Kelly McClure of Vulture gave the episode a perfect 5 star rating out of 5 and wrote, "This episode is ramping up to the conclusion of the first season and focuses on Laura Lee, who has been a sort of Bible chucking, now let us bow our heads punchline. But here she's smoothing the creases in her sensible dress, grabbing her trusty teddy bear, and stepping forward to do the hell something about the fact that winter is coming and they will soon have nothing left to eat. Well, nothing aside from the pack of wolves in the woods that we saw in the last episode, but TBD if those were even real or not." Cade Taylor of Telltale TV gave the episode a 4 star rating out of 5 and wrote, "With only two episodes left, I'm ready for s*** to hit the fan. I want answers, but I also want the tension and drama to be upped. I'm ready for the teenagers to devolve and begin their descent into animalistic ways. Before the finale ends, I need them to be separated into two clans."

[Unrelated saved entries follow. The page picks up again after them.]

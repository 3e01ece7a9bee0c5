//! Drives a [`WorkerController`] run from the terminal.

use anyhow::Result;
use indicatif::{ProgressBar, ProgressStyle};
use std::sync::mpsc::RecvTimeoutError;
use std::time::Duration;

use crate::engine::{Operation, Report};
use crate::worker::{self, Phase, ProgressEvent, WorkerController};

const POLL_INTERVAL: Duration = Duration::from_millis(100);

/// Start `operation`, show progress until it finishes, forward SIGINT to
/// `cancel`, and return the joined report.
pub fn execute(
    controller: &mut WorkerController,
    operation: Operation,
    show_progress: bool,
) -> Result<Report> {
    let events = controller.subscribe();
    if let Err(e) = worker::install_interrupt_handler() {
        tracing::warn!("Cannot install interrupt handler: {}", e);
    }

    let spinner = if show_progress {
        create_spinner(&format!("{}...", operation))
    } else {
        ProgressBar::hidden()
    };

    controller.start(operation)?;

    loop {
        if worker::take_interrupt() && controller.cancel() {
            spinner.set_message("cancelling...");
        }

        match events.recv_timeout(POLL_INTERVAL) {
            Ok(ProgressEvent::ItemProcessed {
                path,
                processed,
                total_estimate,
                ..
            }) => {
                let count = match total_estimate {
                    Some(total) => format!("{}/{}", processed, total),
                    None => processed.to_string(),
                };
                spinner.set_message(format!("{} {} {}", operation, count, path.display()));
                spinner.tick();
            }
            Ok(ProgressEvent::RuleStarted { rule }) => {
                spinner.set_message(format!("{}: {}", operation, rule));
            }
            Ok(ProgressEvent::Finished { .. }) => break,
            Ok(_) => {}
            Err(RecvTimeoutError::Timeout) => {
                if controller.phase() == Phase::Done {
                    break;
                }
            }
            Err(RecvTimeoutError::Disconnected) => break,
        }
    }

    spinner.finish_and_clear();
    Ok(controller.join()?)
}

fn create_spinner(message: &str) -> ProgressBar {
    let spinner = ProgressBar::new_spinner();
    let style = ProgressStyle::default_spinner()
        .template("{spinner:.green} [{elapsed_precise}] {wide_msg}")
        .unwrap_or_else(|_| ProgressStyle::default_spinner());
    spinner.set_style(style);
    spinner.set_message(message.to_string());
    spinner.enable_steady_tick(POLL_INTERVAL);
    spinner
}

Brittney Bender of Bleeding Cool gave the episode a perfect 10 out of 10 rating and wrote, "Yellowjackets is becoming a force to be reckoned with, mixing supernatural elements with all the dramatic horrors a fan could hope for in this episode. Showtime is quickly becoming a place for profound storytelling that gives its audience a lingering sense of dread with this series, and trust me that's a high compliment." Greg Wheeler of The Review Geek gave the episode a 3 star rating out of 5 and wrote, "After several episodes of development, Yellowjackets slows down considerably this week. There's some drip-fed information about time in the wilderness, and specifically the issues surrounding the girls, but mostly the present-day lives for these three women – Shauna, Tai and Nat – is where most of the episode spends its time."

===Accolades===
TVLine named Christina Ricci as an honorable mention for the "Performer of the Week" for the week of January 8, 2022, for his performance in the episode. The site wrote, "Is anyone on TV right now having more fun than Yellowjackets Christina Ricci? Her off-kilter take on Misty in Showtime's mysterious drama is a hoot-and-a-half every week, even as we're learning that the kooky character is more than capable of Very Bad Things. In the latest episode, we guffawed at Ricci's physical comedy skills as Misty burst into Nat's motel room and immediately thrust her face into a plate full of cocaine, all in service of saving her former teammate from relapsing. We couldn't stop laughing at the juxtaposition of Ricci's excited pacing (as Misty tried to monitor her coked-up heart rate) with the dire urgency with which she chastised her friend... but to what end? Which brings up one of the best aspects of Ricci's performance in Season 1 so far: We never truly know what Misty is thinking, and trying to figure it out is a pure delight, courtesy of an actress who never disappoints."